For a full-time worker earning the minimum wage, the rate hike will mean another $25.20 per week in their pockets before taxes, or about $1,310 more a year, state officials said.
Meanwhile, the minimum wage for tipped employees will increase from $6.59 to $6.84 per hour. Tipped workers get a base pay equal half of the state’s minimum wage.
The state’s minimum wage has gradually risen over the past several years under a law approved by the Legislature in 2020, when the minimum wage was $10.96 per hour.
The law required the first two increases, to $11.75 in January 2021 and $12.55 in January 2022. After that, it was calculated in proportion to the Consumer Price Index.
Business leaders argue that regular wage hikes put the squeeze on many smaller employers, prompting belt-tightening, layoffs and ultimately higher prices for consumers.
But advocates for low-skilled workers argue that the increasing minimum wage hasn’t kept pace with the state’s high cost of living and record-high inflation that has driven the cost of food and other necessities.
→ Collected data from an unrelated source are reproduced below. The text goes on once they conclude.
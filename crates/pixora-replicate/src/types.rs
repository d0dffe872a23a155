// SPDX-FileCopyrightText: 2026 Pixora Contributors
// SPDX-License-Identifier: MIT OR Apache-2.0

//! Replicate API request and response types.

use serde::{Deserialize, Serialize};

#[derive(Debug, Serialize)]
pub struct CreateModelRequest<'a> {
    pub owner: &'a str,
    pub name: &'a str,
    pub visibility: &'a str,
    pub hardware: &'a str,
}

#[derive(Debug, Serialize)]
pub struct CreateTrainingRequest<'a> {
    pub destination: &'a str,
    pub input: &'a serde_json::Value,
    pub webhook: &'a str,
    pub webhook_events_filter: &'a [String],
}

#[derive(Debug, Clone, Deserialize)]
pub struct TrainingResponse {
    pub id: String,
    pub status: String,
}

#[derive(Debug, Serialize)]
pub struct VersionedPredictionRequest<'a> {
    pub version: &'a str,
    pub input: &'a serde_json::Value,
}

#[derive(Debug, Serialize)]
pub struct ModelPredictionRequest<'a> {
    pub input: &'a serde_json::Value,
}

#[derive(Debug, Clone, Deserialize)]
pub struct Prediction {
    pub id: String,
    pub status: String,
    #[serde(default)]
    pub output: Option<serde_json::Value>,
    #[serde(default)]
    pub error: Option<serde_json::Value>,
}

impl Prediction {
    pub fn is_terminal(&self) -> bool {
        matches!(self.status.as_str(), "succeeded" | "failed" | "canceled")
    }

    /// Image URLs in `output`, which is either a list or a single URL.
    pub fn image_urls(&self) -> Vec<String> {
        match &self.output {
            Some(serde_json::Value::Array(items)) => items
                .iter()
                .filter_map(|v| v.as_str().map(str::to_string))
                .collect(),
            Some(serde_json::Value::String(url)) => vec![url.clone()],
            _ => Vec::new(),
        }
    }
}

/// Error body returned by the API (`application/problem+json`).
#[derive(Debug, Deserialize)]
pub struct ApiErrorResponse {
    #[serde(default)]
    pub title: Option<String>,
    #[serde(default)]
    pub detail: String,
}

/// A model reference: `owner/name` or `owner/name:version`.
#[derive(Debug, Clone, PartialEq, Eq)]
pub enum ModelRef<'a> {
    Latest { owner: &'a str, name: &'a str },
    Version(&'a str),
}

impl<'a> ModelRef<'a> {
    pub fn parse(model: &'a str) -> Option<Self> {
        if let Some((_, version)) = model.split_once(':') {
            return (!version.is_empty()).then_some(Self::Version(version));
        }
        let (owner, name) = model.split_once('/')?;
        if owner.is_empty() || name.is_empty() || name.contains('/') {
            return None;
        }
        Some(Self::Latest { owner, name })
    }
}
A 2022 report by Vermont’s Joint Fiscal Office estimated that a “liveable wage” in the state in 2022 for a two-person household with no children and employer-sponsored health insurance was $15.33 per hour. For a single parent with two children, the liveable wage was $45.92 per hour, according to the report.
A Democratic-sponsored state Senate bill calling for an increase in the state’s minimum wage to $15 an hour by 2025 was filed earlier this year but doesn’t appear to be gaining traction.
Another Democratic proposal filed in the House calls for hiking the wage floor to $19.45 per hour, which remains stalled in a legislative committee.
Gov. Phil Scott, a Republican, has vetoed several bills in recent years seeking to raise the wage floor, most recently in 2020 when he rejected the plan to index the rate to the price index.
He raised concerns about the “unintended consequences” of the hike and argued against “arbitrarily forcing wage increases” that would put the squeeze on employers, which was proposed during the height of the COVID-19 pandemic.
But House and Senate Democratic leaders ultimately overrode Scott’s objections to approve the changes.